Our Earliest Tattoos: Poems (Etel Adnan Poetry Series)

Current price: $19.95
Publication Date: October 19th, 2018
Publisher:
University of Arkansas Press
ISBN:
9781682260722
Pages:
80

Description

Because of the intense connection we feel with music, we can remember song lyrics even when we have forgotten the details of our personal lives—even when all else fails, a song can transport us back. In this sense, a song is capable of suspending time. Drawing on this perspective, Peter Twal’s playful, inventive, and wickedly sentimental debut collection takes a set of song lyrics (LCD Soundsystem’s “All My Friends”) and treats them as an artifact of memory itself, blurring the line between self and other, between past and present.

Each poem in Our Earliest Tattoos acts as a passageway from one lyric in the song to the next—the author pries these lyrics open like doors and builds whole rooms between them. As readers progress through the house he builds, they hear the song as the soundtrack to their discoveries: in one room, of party leftovers, and in another, an exploding museum of natural history.

Like memory, the characters in these poems are both present and absent. Sustained by smart phones, they are in constant communication despite always seeming to have just left the room. In one poem, the lonely Mars rover thumbs constantly through pictures on its phone; in another, Death trades in his scythe for a cell phone he uses throughout the book to send disquieting text messages. God, too, is text-happy—when the speaker asks, “Does the universe even care?” God texts back to say, “Don’t forget the twelve / bucks you owe me this year.”

Wise, funny, and wholly original, the long-lined sonnets that make up Our Earliest Tattoos celebrate the surreal, embracing the nature of memory as fragmented—as is visible in the fractured nature of the lines—and inherently bizarre.

About the Author

Peter Twal is a Jordanian-American electrical engineer from Baton Rouge, Louisiana. His poems have appeared in Best New Poets, Kenyon Review, West Branch, and elsewhere. He is a recipient of the Samuel and Mary Anne Hazo Poetry Award.

Praise for Our Earliest Tattoos: Poems (Etel Adnan Poetry Series)

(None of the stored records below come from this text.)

//! 設定解析
//!
//! 合併順序：命令列 > 設定檔 > 內建預設值。
//! 執行期欄位（終端偵測、行號策略）在合併後才推導。

mod file;

pub use file::{config_path, PersistedConfig, CONFIG_ENV, CONFIG_FILE_NAME};

use crate::cli::CliOptions;
use crate::context::Terminals;
use crate::error::Result;
use crate::printer::Input;
use std::collections::BTreeMap;
use std::error::Error;
use std::path::Path;

pub const DEFAULT_FORMAT: &str = "terminal";
pub const HTML_FORMAT: &str = "html";

/// 背景模式
#[derive(Debug, Clone, Copy, Default, PartialEq, Eq)]
pub enum Background {
    Light,
    #[default]
    Dark,
}

impl Background {
    /// 不認得的值一律視為 dark
    pub fn from_name(name: Option<&str>) -> Self {
        match name.map(|n| n.trim().to_ascii_lowercase()).as_deref() {
            Some("l") | Some("light") => Background::Light,
            _ => Background::Dark,
        }
    }
}

/// 本次執行的最終設定
#[derive(Debug, Clone, Default, PartialEq, Eq)]
pub struct EffectiveConfig {
    pub background: Option<String>,
    pub format: Option<String>,
    pub style: Option<String>,
    pub linenos: bool,
    pub ext_lexers: BTreeMap<String, String>,
    pub lexer: Option<String>,
    pub guess: bool,
    pub nolinenos: bool,
    pub printnames: bool,
    /// `--colors`：即使輸出被導向也強制著色
    pub colors: bool,
    /// 實際是否停用顏色（旗標或輸出不是終端）
    pub nocolors: bool,
    pub debug: bool,
    pub inputs: Vec<Input>,
    pub stdin_tty: bool,
    pub stdout_tty: bool,
    /// 由 ccat 自己加上行號
    pub number_lines: bool,
    /// 由 HTML formatter 加上行號
    pub html_linenos: bool,
}

impl EffectiveConfig {
    pub fn format_name(&self) -> &str {
        self.format.as_deref().unwrap_or(DEFAULT_FORMAT)
    }

    pub fn background_mode(&self) -> Background {
        Background::from_name(self.background.as_deref())
    }

    pub fn is_html(&self) -> bool {
        self.format_name().eq_ignore_ascii_case(HTML_FORMAT)
    }
}

fn non_empty(value: Option<&String>) -> Option<String> {
    value.filter(|v| !v.trim().is_empty()).cloned()
}

/// 讀取設定檔；失敗時記錄後當作空設定
fn load_persisted(path: &Path) -> PersistedConfig {
    match PersistedConfig::load(path) {
        Ok(Some(persisted)) => {
            log::debug!("Config loaded from: {}", path.display());
            persisted
        }
        Ok(None) => PersistedConfig::default(),
        Err(err) => {
            let cause = err.source().map(|s| s.to_string()).unwrap_or_default();
            log::warn!("{}: {}", err, cause);
            PersistedConfig::default()
        }
    }
}

/// 合併命令列、設定檔與執行期狀態
pub fn resolve(
    cli: &CliOptions,
    persisted_path: &Path,
    terminals: Terminals,
    debug: bool,
) -> EffectiveConfig {
    let persisted = load_persisted(persisted_path);

    // 命令列沒設定的白名單鍵才從設定檔補上
    let background =
        non_empty(cli.background.as_ref()).or(non_empty(persisted.background.as_ref()));
    let format = non_empty(cli.format.as_ref()).or(non_empty(persisted.format.as_ref()));
    let style = non_empty(cli.style.as_ref()).or(non_empty(persisted.style.as_ref()));
    let linenos = cli.linenos || persisted.linenos.unwrap_or(false);

    let inputs = if cli.files.is_empty() {
        vec![Input::Stdin]
    } else {
        cli.files.iter().map(|name| Input::from_arg(name)).collect()
    };

    let mut config = EffectiveConfig {
        background,
        format,
        style,
        linenos,
        ext_lexers: persisted.ext_lexers,
        lexer: non_empty(cli.lexer.as_ref()),
        guess: cli.guess,
        nolinenos: cli.nolinenos,
        printnames: cli.printnames,
        colors: cli.colors,
        nocolors: cli.nocolors,
        debug,
        inputs,
        stdin_tty: terminals.stdin,
        stdout_tty: terminals.stdout,
        number_lines: false,
        html_linenos: false,
    };

    // HTML 可以安全地導向；其他格式在非終端時停用顏色，除非 --colors
    let html = config.is_html();
    let piped = !config.stdout_tty && !config.colors && !html;
    if piped {
        config.nocolors = true;
    }

    // HTML 預設就有行號，只有 -N 會關閉
    config.html_linenos = html && !config.nolinenos;
    config.number_lines = config.linenos && !config.nolinenos && !html && !piped;

    log::debug!("Final printer config: {:?}", config);
    config
}

/// 將白名單中非空的值寫回設定檔
///
/// 沒有任何值時不寫入（避免以空內容覆蓋有用的設定檔），回傳 false。
pub fn persist(config: &EffectiveConfig, path: &Path) -> Result<bool> {
    let persisted = PersistedConfig {
        background: non_empty(config.background.as_ref()),
        ext_lexers: config.ext_lexers.clone(),
        format: non_empty(config.format.as_ref()),
        linenos: config.linenos.then_some(true),
        style: non_empty(config.style.as_ref()),
    };

    if persisted.is_empty() {
        log::debug!("No config to save.");
        return Ok(false);
    }

    log::debug!("Saving config to {}: {:?}", path.display(), persisted);
    persisted.save(path)?;
    Ok(true)
}
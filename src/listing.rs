// 列出可用的 lexer / style / formatter
//
// 有 PATTERN 時只列出符合的項目（不分大小寫）；完全沒有符合時回傳結束碼 1。

use crate::cli::ListKind;
use crate::error::{CcatError, Result};
use crate::highlight::{available_styles, available_syntaxes, OutputFormat};
use regex::{Regex, RegexBuilder};
use std::io::Write;

fn compile(pattern: Option<&str>) -> Result<Option<Regex>> {
    pattern
        .map(|pattern| {
            RegexBuilder::new(pattern)
                .case_insensitive(true)
                .build()
                .map_err(|source| CcatError::InvalidPattern {
                    pattern: pattern.to_string(),
                    source,
                })
        })
        .transpose()
}

fn matching_suffix(pattern: Option<&Regex>) -> String {
    pattern
        .map(|pat| format!(" matching '{}'", pat.as_str()))
        .unwrap_or_default()
}

fn write_err(e: std::io::Error) -> CcatError {
    CcatError::Write(e)
}

/// 執行列表指令，回傳結束碼
pub fn run<W: Write, E: Write>(
    kind: ListKind,
    pattern: Option<&str>,
    out: &mut W,
    err: &mut E,
) -> Result<i32> {
    let pattern = compile(pattern)?;
    let found = match kind {
        ListKind::Lexers => list_lexers(pattern.as_ref(), out)?,
        ListKind::Styles => list_styles(pattern.as_ref(), out)?,
        ListKind::Formatters => list_formatters(pattern.as_ref(), out)?,
    };

    if found > 0 {
        return Ok(0);
    }

    let label = match kind {
        ListKind::Lexers => "lexers",
        ListKind::Styles => "styles",
        ListKind::Formatters => "formatters",
    };
    // 沒有 PATTERN 時清單不會是空的
    let pattern = pattern.as_ref().map(Regex::as_str).unwrap_or_default();
    writeln!(err, "\nNo {} matching: '{}'", label, pattern).map_err(write_err)?;
    Ok(1)
}

pub fn list_lexers<W: Write>(pattern: Option<&Regex>, out: &mut W) -> Result<usize> {
    let mut syntaxes: Vec<_> = available_syntaxes().iter().collect();
    syntaxes.sort_by_key(|syntax| syntax.name.to_lowercase());

    let mut total = 0;
    for syntax in syntaxes {
        let matches = pattern.map_or(true, |pat| {
            pat.is_match(&syntax.name) || syntax.file_extensions.iter().any(|ext| pat.is_match(ext))
        });
        if !matches {
            continue;
        }

        if total == 0 {
            writeln!(out, "\nLexer names{}:", matching_suffix(pattern)).map_err(write_err)?;
        }
        total += 1;

        writeln!(out, "\n{}", syntax.name).map_err(write_err)?;
        if !syntax.file_extensions.is_empty() {
            let mut extensions = syntax.file_extensions.clone();
            extensions.sort();
            writeln!(out, "    extensions: {}", extensions.join(", ")).map_err(write_err)?;
        }
    }
    Ok(total)
}

pub fn list_styles<W: Write>(pattern: Option<&Regex>, out: &mut W) -> Result<usize> {
    let styles: Vec<&str> = available_styles()
        .into_iter()
        .filter(|name| pattern.map_or(true, |pat| pat.is_match(name)))
        .collect();
    if styles.is_empty() {
        return Ok(0);
    }

    writeln!(out, "\nStyle names{}:", matching_suffix(pattern)).map_err(write_err)?;
    for name in &styles {
        writeln!(out, "    {}", name).map_err(write_err)?;
    }
    Ok(styles.len())
}

pub fn list_formatters<W: Write>(pattern: Option<&Regex>, out: &mut W) -> Result<usize> {
    let names: Vec<&str> = OutputFormat::ALL
        .iter()
        .map(|format| format.name())
        .filter(|name| pattern.map_or(true, |pat| pat.is_match(name)))
        .collect();
    if names.is_empty() {
        return Ok(0);
    }

    writeln!(out, "\nAvailable formatters{}:", matching_suffix(pattern)).map_err(write_err)?;
    for name in &names {
        writeln!(out, "    {}", name).map_err(write_err)?;
    }
    Ok(names.len())
}

#[cfg(test)]
mod tests {
    use super::*;

    fn run_list(kind: ListKind, pattern: Option<&str>) -> (i32, String, String) {
        let mut out = Vec::new();
        let mut err = Vec::new();
        let code = run(kind, pattern, &mut out, &mut err).unwrap();
        (
            code,
            String::from_utf8(out).unwrap(),
            String::from_utf8(err).unwrap(),
        )
    }

    #[test]
    fn test_list_formatters() {
        let (code, out, _) = run_list(ListKind::Formatters, None);
        assert_eq!(code, 0);
        assert_eq!(
            out,
            "\nAvailable formatters:\n    terminal\n    256\n    truecolor\n    html\n"
        );
    }

    #[test]
    fn test_list_styles_with_pattern() {
        let (code, out, _) = run_list(ListKind::Styles, Some("OCEAN"));
        assert_eq!(code, 0);
        assert!(out.starts_with("\nStyle names matching 'OCEAN':\n"));
        assert!(out.contains("    base16-ocean.dark\n"));
        assert!(!out.contains("InspiredGitHub"));
    }

    #[test]
    fn test_list_lexers_matches_extension() {
        let (code, out, _) = run_list(ListKind::Lexers, Some("^rs$"));
        assert_eq!(code, 0);
        assert!(out.contains("\nRust\n"));
        assert!(out.contains("extensions: rs"));
    }

    #[test]
    fn test_no_matches_exit_one() {
        let (code, out, err) = run_list(ListKind::Styles, Some("zzz-nothing"));
        assert_eq!(code, 1);
        assert!(out.is_empty());
        assert_eq!(err, "\nNo styles matching: 'zzz-nothing'\n");
    }

    #[test]
    fn test_bad_pattern() {
        let mut out = Vec::new();
        let mut err = Vec::new();
        let result = run(ListKind::Lexers, Some("(unclosed"), &mut out, &mut err);
        assert!(matches!(result, Err(CcatError::InvalidPattern { .. })));
    }
}
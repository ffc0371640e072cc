//! 命令列旗標
//!
//! 旗標以靜態的 `FlagSpec` 表描述；解析（pico-args）與說明文字
//! 都從同一份表產生。

use crate::color::{Align, ColorSpec, Painter};
use crate::error::{CcatError, Result};
use pico_args::Arguments;
use std::ffi::OsString;

pub const NAME: &str = "ColorCat";
pub const SCRIPT: &str = "ccat";

pub fn version_string() -> String {
    format!("{} v. {}", NAME, env!("CARGO_PKG_VERSION"))
}

/// 一個旗標的描述
#[derive(Debug, Clone, Copy)]
pub struct FlagSpec {
    pub short: Option<&'static str>,
    pub long: &'static str,
    /// 需要值時的佔位名稱
    pub value: Option<&'static str>,
    pub help: &'static [&'static str],
}

impl FlagSpec {
    /// 說明文字左欄，例如 `-s name,--style name`
    pub fn label(&self) -> String {
        let with_value = |flag: &str| match self.value {
            Some(value) => format!("{} {}", flag, value),
            None => flag.to_string(),
        };
        match self.short {
            Some(short) => format!("{},{}", with_value(short), with_value(self.long)),
            None => with_value(self.long),
        }
    }

    fn contains(&self, args: &mut Arguments) -> bool {
        match self.short {
            Some(short) => args.contains([short, self.long]),
            None => args.contains(self.long),
        }
    }

    fn value(&self, args: &mut Arguments) -> Result<Option<String>> {
        let value = match self.short {
            Some(short) => args.opt_value_from_str([short, self.long]),
            None => args.opt_value_from_str(self.long),
        };
        value.map_err(|e| CcatError::InvalidArgument(e.to_string()))
    }
}

pub const BACKGROUND: FlagSpec = FlagSpec {
    short: Some("-b"),
    long: "--background",
    value: Some("style"),
    help: &["Either 'light', or 'dark'.", "Changes the highlight style."],
};
pub const COLORS: FlagSpec = FlagSpec {
    short: Some("-c"),
    long: "--colors",
    value: None,
    help: &["Force colors, even when piping output."],
};
pub const NOCOLORS: FlagSpec = FlagSpec {
    short: Some("-C"),
    long: "--nocolors",
    value: None,
    help: &["Don't use colors."],
};
pub const DEBUG: FlagSpec = FlagSpec {
    short: Some("-D"),
    long: "--debug",
    value: None,
    help: &["Debug mode. Show more info."],
};
pub const FORMAT: FlagSpec = FlagSpec {
    short: Some("-f"),
    long: "--format",
    value: Some("name"),
    help: &["Format for output.", "Default: terminal"],
};
pub const FORMATTERS: FlagSpec = FlagSpec {
    short: Some("-F"),
    long: "--formatters",
    value: None,
    help: &["List all available formatters."],
};
pub const GUESS: FlagSpec = FlagSpec {
    short: Some("-g"),
    long: "--guess",
    value: None,
    help: &["Guess lexer by file content."],
};
pub const HELP: FlagSpec = FlagSpec {
    short: Some("-h"),
    long: "--help",
    value: None,
    help: &["Show this help message."],
};
pub const LEXER: FlagSpec = FlagSpec {
    short: Some("-l"),
    long: "--lexer",
    value: Some("name"),
    help: &["Use this language/lexer name."],
};
pub const LEXERS: FlagSpec = FlagSpec {
    short: Some("-L"),
    long: "--lexers",
    value: None,
    help: &["List all known lexer names."],
};
pub const LINENOS: FlagSpec = FlagSpec {
    short: Some("-n"),
    long: "--linenos",
    value: None,
    help: &["Print line numbers."],
};
pub const NOLINENOS: FlagSpec = FlagSpec {
    short: Some("-N"),
    long: "--nolinenos",
    value: None,
    help: &["Don't print line numbers.", "Overrides config setting."],
};
pub const NOSAVE: FlagSpec = FlagSpec {
    short: None,
    long: "--nosave",
    value: None,
    help: &["Don't save options in config file."],
};
pub const PRINTNAMES: FlagSpec = FlagSpec {
    short: Some("-p"),
    long: "--printnames",
    value: None,
    help: &["Print file names."],
};
pub const STYLE: FlagSpec = FlagSpec {
    short: Some("-s"),
    long: "--style",
    value: Some("name"),
    help: &["Use this style (theme) name."],
};
pub const STYLES: FlagSpec = FlagSpec {
    short: Some("-S"),
    long: "--styles",
    value: None,
    help: &["List all known style names."],
};
pub const VERSION: FlagSpec = FlagSpec {
    short: Some("-v"),
    long: "--version",
    value: None,
    help: &["Show version."],
};

/// 說明文字中的旗標順序
pub const FLAGS: &[FlagSpec] = &[
    BACKGROUND, COLORS, NOCOLORS, DEBUG, FORMAT, FORMATTERS, GUESS, HELP, LEXER, LEXERS, LINENOS,
    NOLINENOS, NOSAVE, PRINTNAMES, STYLE, STYLES, VERSION,
];

/// 位置參數
pub const POSITIONALS: &[(&str, &[&str])] = &[
    (
        "FILE",
        &[
            "One or many files to print.",
            "When - is given, or no FILEs are given,",
            "use stdin.",
        ],
    ),
    (
        "PATTERN",
        &[
            "Only list items with this regex/text",
            "pattern in the name or description.",
        ],
    ),
];

/// 用法；`{}` 為程式名稱，其餘為接續行
const USAGE: &[&str] = &[
    "{} -h | -v",
    "{} [FILE...] [-b style] [-f name] [-g | -l name] [-s name]",
    "     [-c | -C] [-D] [-n | -N] [-p] [--nosave]",
    "{} (-F | -L | -S) [PATTERN]",
];

const INDENT: &str = "    ";
const LABEL_WIDTH: usize = 29;

/// 列印檔案時的選項
#[derive(Debug, Clone, Default, PartialEq, Eq)]
pub struct CliOptions {
    pub files: Vec<String>,
    pub background: Option<String>,
    pub format: Option<String>,
    pub lexer: Option<String>,
    pub style: Option<String>,
    pub guess: bool,
    pub linenos: bool,
    pub nolinenos: bool,
    pub printnames: bool,
    pub colors: bool,
    pub nocolors: bool,
    pub nosave: bool,
}

#[derive(Debug, Clone, Copy, PartialEq, Eq)]
pub enum ListKind {
    Lexers,
    Styles,
    Formatters,
}

#[derive(Debug, Clone, PartialEq, Eq)]
pub enum Command {
    Help,
    Version,
    List {
        kind: ListKind,
        pattern: Option<String>,
    },
    Print(CliOptions),
}

#[derive(Debug, Clone, PartialEq, Eq)]
pub struct ParsedArgs {
    pub debug: bool,
    pub command: Command,
}

fn conflict(a: &FlagSpec, b: &FlagSpec) -> CcatError {
    CcatError::InvalidArgument(format!("{} and {} cannot be used together", a.long, b.long))
}

pub fn parse_args<I>(args: I) -> Result<ParsedArgs>
where
    I: IntoIterator<Item = OsString>,
{
    // `--` 之後的一切都視為檔名，不交給旗標解析
    let mut raw: Vec<OsString> = args.into_iter().collect();
    let trailing = match raw.iter().position(|arg| arg == "--") {
        Some(index) => {
            let trailing = raw.split_off(index + 1);
            raw.pop();
            trailing
        }
        None => Vec::new(),
    };
    let mut args = Arguments::from_vec(raw);

    let help = HELP.contains(&mut args);
    let version = VERSION.contains(&mut args);
    let debug = DEBUG.contains(&mut args);
    let lexers = LEXERS.contains(&mut args);
    let styles = STYLES.contains(&mut args);
    let formatters = FORMATTERS.contains(&mut args);

    let mut options = CliOptions {
        files: Vec::new(),
        background: BACKGROUND.value(&mut args)?,
        format: FORMAT.value(&mut args)?,
        lexer: LEXER.value(&mut args)?,
        style: STYLE.value(&mut args)?,
        guess: GUESS.contains(&mut args),
        linenos: LINENOS.contains(&mut args),
        nolinenos: NOLINENOS.contains(&mut args),
        printnames: PRINTNAMES.contains(&mut args),
        colors: COLORS.contains(&mut args),
        nocolors: NOCOLORS.contains(&mut args),
        nosave: NOSAVE.contains(&mut args),
    };
    let mut free = free_args(args.finish(), false)?;
    free.extend(free_args(trailing, true)?);

    let command = if help {
        Command::Help
    } else if version {
        Command::Version
    } else if lexers || styles || formatters {
        let kinds = [
            (lexers, ListKind::Lexers),
            (styles, ListKind::Styles),
            (formatters, ListKind::Formatters),
        ];
        let mut selected = kinds.iter().filter(|(on, _)| *on).map(|(_, kind)| *kind);
        let kind = selected.next().unwrap_or(ListKind::Lexers);
        if selected.next().is_some() {
            return Err(CcatError::InvalidArgument(
                "only one of --formatters, --lexers, --styles may be used".to_string(),
            ));
        }
        if free.len() > 1 {
            return Err(CcatError::InvalidArgument(
                "only one PATTERN may be given".to_string(),
            ));
        }
        Command::List {
            kind,
            pattern: free.into_iter().next(),
        }
    } else {
        if options.guess && options.lexer.is_some() {
            return Err(conflict(&GUESS, &LEXER));
        }
        if options.colors && options.nocolors {
            return Err(conflict(&COLORS, &NOCOLORS));
        }
        if options.linenos && options.nolinenos {
            return Err(conflict(&LINENOS, &NOLINENOS));
        }
        options.files = free;
        Command::Print(options)
    };

    Ok(ParsedArgs { debug, command })
}

/// 剩餘的位置參數；`only_files` 時不檢查未知旗標
fn free_args(rest: Vec<OsString>, only_files: bool) -> Result<Vec<String>> {
    let mut free = Vec::with_capacity(rest.len());

    for arg in rest {
        let arg = arg.into_string().map_err(|raw| {
            CcatError::InvalidArgument(format!("not valid unicode: {}", raw.to_string_lossy()))
        })?;

        if !only_files && arg.starts_with('-') && arg != "-" {
            return Err(CcatError::InvalidArgument(format!("unknown option: {}", arg)));
        }
        free.push(arg);
    }
    Ok(free)
}

/// 著色的用法區塊
pub fn render_usage(painter: &Painter) -> String {
    let mut out = painter.wrap("Usage:", ColorSpec::style("bold"));
    for line in USAGE {
        out.push('\n');
        out.push_str(INDENT);
        out.push_str(&line.replace("{}", &painter.paint(SCRIPT, "green")));
    }
    out
}

/// 完整說明文字，由旗標表產生
pub fn render_help(painter: &Painter) -> String {
    let mut out = painter.wrap(&version_string(), ColorSpec::fore("red").with_style("bold"));
    out.push('\n');
    out.push_str(&render_usage(painter));
    out.push_str("\n\n");
    out.push_str(&painter.wrap("Options:", ColorSpec::style("bold")));

    let rows = POSITIONALS
        .iter()
        .map(|(name, help)| (name.to_string(), *help))
        .chain(FLAGS.iter().map(|flag| (flag.label(), flag.help)));

    for (label, help) in rows {
        out.push('\n');
        out.push_str(INDENT);
        let label = painter.justify(&label, LABEL_WIDTH, Align::Left, ' ', ColorSpec::fore("blue"));
        out.push_str(&label);

        let mut lines = help.iter();
        if let Some(first) = lines.next() {
            out.push_str(": ");
            out.push_str(&painter.paint(first, "green"));
        }
        for line in lines {
            out.push('\n');
            out.push_str(&" ".repeat(INDENT.len() + LABEL_WIDTH + 2));
            out.push_str(&painter.paint(line, "green"));
        }
    }
    out
}
//! Prelude module for common hikemap types and traits
//!
//! This module re-exports the most commonly used types, traits, and functions
//! for easy importing with `use hikemap::prelude::*;`

pub use crate::core::{
    config::{
        DebounceConfig, FetchConfig, MapViewOptions, MarkerSizeConfig, ViewProfile, ZoomTierConfig,
    },
    geo::{GeoBounds, GeoPoint, ProjectedPoint},
    viewport::{Viewport, ZoomTier},
};

pub use crate::data::{
    conversion::{convert, ConversionError, Converter},
    geometry::{normalize, NormalizedGeometry, RawGeometry},
    records::{build_entities, parse_records, Entity, RawLocationRecord},
    region::{classify, Region},
};

pub use crate::spatial::clustering::{Cluster, ClusterResult, ClusteringEngine, MarkerRequest};

pub use crate::input::{
    controller::{render_result, ControllerState, TickOutcome, ViewportController},
    events::{ViewportEvent, ViewportListener},
};

pub use crate::traits::{CenterCatalog, MapDisplay, NoCatalog, RecordSource, VisibleBounds};

#[cfg(feature = "tokio-runtime")]
pub use crate::data::source::JsonFileSource;

#[cfg(feature = "http")]
pub use crate::data::source::HttpRecordSource;

#[cfg(feature = "tokio-runtime")]
pub use crate::runtime::{fetch_entities, MapHandle, ViewportLoop};

pub use crate::{MapError, Result};

pub use std::{
    sync::Arc,
    time::{Duration, Instant},
};

pub use fxhash::{FxHashMap as HashMap, FxHashSet as HashSet};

“Reading Peter Twal’s Our Earliest Tattoos, I kept thinking of Wallace Stevens’ famous pronouncement that a poem should ‘resist the intelligence, almost successfully.’ Throughout the book, we see a poet of real intelligence who is also intensely attuned to the wants and needs of language itself. Twal’s sky is ‘so heady, thinking the world of itself’—an earth is summoned, called into being by the ether’s own imagination. There is massive intellect pulsing through these poems, which are inflected by the Mars Rover and LCD Soundsystem and God and gravity and and and. But Twal’s genius is in the way he knows exactly when to yield the floor to imagination, which wonders and wanders through love and loneliness and friendship and grief in a million fascinating ways throughout Our Earliest Tattoos. ‘I will love my monster,’ Twal writes, and then he proceeds to show us.”
—Kaveh Akbar, author of Calling a Wolf a Wolf
 

“Peter Twal’s sonnet sequence explodes inside a pop song. It’s a song of youth and extinction, doomed and well dressed. His instincts are at once traditional and contemporary, his lovers garlanded with strobe light and TV snow and IEDs and birdflight. It’s a thrill to be in the presence of a poet of such a vision, a smith of such lovely smithereens.”
—Joyelle McSweeney, author of The Necropastoral
 

“Peter Twal’s beautiful debut makes wholly new frames for figuring a generation too alive for nostalgia and too awake for solipsism. Like a body from one of Goya’s Pinturas Negras, Twal’s speaker emerges out of his knowing impossibilities of scale into our contemporary moment all while coolly texting Death ‘Your attention/ to detail though.’ Nimble in its music and kind, this book is a reservoir of what we wish we’d said, especially when death texts back.”